I have just been out to your 'near field' for 10 days of neutron farming and am sculling the forum while I sell my data. Been 2 hours so far and just made 100 million with, it would appear by the sluggish reaction of the carto interface, loads more to sell still. Oh and I made Elite. I jumped to and pinged a minimum of 320 neutrons per day, all previously undiscovered and in addition found 49 undiscovered black holes. Be careful of those varmints! Some of them are so small that when you arrive with zero throttle they are so close that even at minimum speed of 30km/s you will start to get into heat damage very quick. I very quickly wished I had taken more than one auto field repair thingies

I found this thread by chance and it has saved me the minor hassle of putting up a post.

I was going to post tha the nearest place to start jumping between neutrons I found was CLOOKEOU CM-M D7-5 which is only 12k ly from the home systems - or to put it another way you only have to go half way to the core to get into the big exploring cash cow.

Off to find out how this trading thingumy works
 
Last edited:
You hit it on the head. Since gravity strength varies as the inverse square of the distance, for all practical purposes the gravitational danger posed by a neutron star is equivalent to that posed by a black hole (both being incredibly compacts massive bodies that pose significant danger due to tidal disruption to any normal matter that gets fairly close). However, unless the black hole has an accretion disk (and most probably won't), the black hole doesn't radiate in any significant amount, so the only danger from the black hole is confined to the tidal disruption caused by the gravity relatively close to the event horizon. The neutron star, on the other hand, is likely radiating x-rays up to gamma rays in immense quantities, posing a danger far beyond the tidal disruption distance.

It has always seems weird to me that you can get so close to black holes (even in real life I think it's true). In science fiction they are portrayed as these doomsday things, but they are not much different from normal stars. It takes a stellar mass black hole a very long time to eat another star. There's a hard limit to how quickly they can consume matter.

- - - Updated - - -

Love the thread btw....I had no idea the "explored space" area of this game is already so big. Individual players have already explored new systems larger than the entire universe in Eve.
 
Neutron Stars... considerably more dangerous than Black Holes.

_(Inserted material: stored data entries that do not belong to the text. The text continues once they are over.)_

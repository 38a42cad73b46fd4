//! "Settle all, collect errors" join combinator.
//!
//! Every fan-out in the crate goes through [`settle`]: all operations run to
//! completion before any outcome is inspected, so one failure never cancels
//! its siblings.

use std::future::Future;

use futures::future::join_all;

/// Outcomes of a settled batch, in submission order.
#[derive(Debug)]
pub struct Settled<T, E> {
    outcomes: Vec<Result<T, E>>,
}

impl<T, E> Settled<T, E> {
    /// Borrows every outcome.
    #[must_use]
    pub fn outcomes(&self) -> &[Result<T, E>] {
        &self.outcomes
    }

    /// Takes every outcome.
    #[must_use]
    pub fn into_outcomes(self) -> Vec<Result<T, E>> {
        self.outcomes
    }

    /// Number of failed operations.
    #[must_use]
    pub fn failure_count(&self) -> usize {
        self.outcomes.iter().filter(|outcome| outcome.is_err()).count()
    }

    /// Splits the batch into successes and failures.
    #[must_use]
    pub fn into_parts(self) -> (Vec<T>, Vec<E>) {
        let mut successes = Vec::new();
        let mut failures = Vec::new();
        for outcome in self.outcomes {
            match outcome {
                Ok(value) => successes.push(value),
                Err(error) => failures.push(error),
            }
        }
        (successes, failures)
    }

    /// Returns every success, or the first failure in submission order as
    /// the representative error of the batch.
    ///
    /// # Errors
    ///
    /// Returns the first failure when any operation failed.
    pub fn into_result(self) -> Result<Vec<T>, E> {
        self.outcomes.into_iter().collect()
    }
}

/// Awaits every operation, regardless of individual failure.
pub async fn settle<I, F, T, E>(operations: I) -> Settled<T, E>
where
    I: IntoIterator<Item = F>,
    F: Future<Output = Result<T, E>>,
{
    Settled {
        outcomes: join_all(operations).await,
    }
}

How does that work?

(Actually I know, it's the 10,000,000k surface temperature as opposed to 0k, but it still seems counter intuitive).


Radiation is also a function of surface area, so even though a neutron star is Hot is isn't very bright. The individual photons are more energetic but there are far fewer of them, so in terms of heat energy transfer it could be cooler than our stars corona.

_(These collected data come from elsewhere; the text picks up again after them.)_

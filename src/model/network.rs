//! Network aggregate.

use chrono::{DateTime, Utc};
use serde::{Deserialize, Serialize};

use crate::store::Document;

use super::host::Host;
use super::new_id;
use super::security_group::SecurityGroup;

/// Named collection of security groups and hosts managed as one unit.
///
/// `running_since` is `None` while the network is only defined and set
/// once live infrastructure exists.
#[derive(Clone, Debug, Default, Serialize, Deserialize)]
#[serde(rename_all = "camelCase")]
pub struct Network {
    /// Logical identifier.
    pub id: String,
    /// Display label.
    pub name: String,
    /// Provisioning timestamp.
    #[serde(default)]
    pub running_since: Option<DateTime<Utc>>,
    /// Owned security groups.
    #[serde(default)]
    pub security_groups: Vec<SecurityGroup>,
    /// Owned hosts.
    #[serde(default)]
    pub hosts: Vec<Host>,
}

impl Network {
    /// Creates an empty network with a fresh id.
    #[must_use]
    pub fn new(name: impl Into<String>) -> Self {
        Self {
            id: new_id(),
            name: name.into(),
            ..Self::default()
        }
    }

    /// Returns `true` once live infrastructure exists.
    #[must_use]
    pub const fn is_running(&self) -> bool {
        self.running_since.is_some()
    }

    /// Finds an owned host.
    #[must_use]
    pub fn host(&self, host_id: &str) -> Option<&Host> {
        self.hosts.iter().find(|host| host.id == host_id)
    }

    /// Finds an owned host for mutation.
    pub fn host_mut(&mut self, host_id: &str) -> Option<&mut Host> {
        self.hosts.iter_mut().find(|host| host.id == host_id)
    }

    /// Finds an owned security group.
    #[must_use]
    pub fn security_group(&self, security_group_id: &str) -> Option<&SecurityGroup> {
        self.security_groups
            .iter()
            .find(|group| group.id == security_group_id)
    }

    /// Finds an owned security group for mutation.
    pub fn security_group_mut(&mut self, security_group_id: &str) -> Option<&mut SecurityGroup> {
        self.security_groups
            .iter_mut()
            .find(|group| group.id == security_group_id)
    }
}

impl Document for Network {
    const PREFIX: &'static str = "networks";

    fn document_id(&self) -> &str {
        &self.id
    }
}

Since our Sun's corona is 1,000,000K, then why can we park inside it with no problems? Why does moving away in SC generate heat? The answer is that radiation isn't harmful to ships in 3301. But energetic hydrogen particles in the corona hitting the hull at relativistic speeds can reduce heat dissipation enough for the ship to damage itself from within.

But a neutron star by definition has no corona, so there is a bit of inconsistency here.

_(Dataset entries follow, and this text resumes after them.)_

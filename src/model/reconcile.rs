//! Per-field merge of live provider data into a local record.

/// Outcome of reconciling one field.
#[derive(Clone, Debug, Eq, PartialEq)]
pub struct Reconciled<T> {
    /// Value to store.
    pub value: T,
    /// `true` when the live value was absent and the old value was kept.
    pub defaulted: bool,
}

/// Prefers the live value; falls back to the old one when the provider
/// omitted the field.
#[must_use]
pub fn reconcile<T>(old: T, live: Option<T>) -> Reconciled<T> {
    match live {
        Some(value) => Reconciled {
            value,
            defaulted: false,
        },
        None => Reconciled {
            value: old,
            defaulted: true,
        },
    }
}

If it's radiation that damages a ship, then parking in normal space inside a corona or neutron star should continually increase your heat. And heading away in SC should red shift the light enough to make it relatively harmless. Heading in SC directly toward a star would blue shift the light and burn your ship to a cinder.
 
Last edited:
The neutron star, on the other hand, is likely radiating x-rays up to gamma rays in immense quantities, posing a danger far beyond the tidal disruption distance.

There is a periodic shower of gamma rays on earth whose origin is thought to be 120 million light years away. That gives you an idea of the strength of those things. Scientists think the source is two neutron stars colliding into each other. (Put another way, they have no clue what else it could be but that, and given that we don't see anything at that range, it's all a mathematical model)
Those rays are too weak to be a danger to us but everything within hundreds of light years of the source must be fried.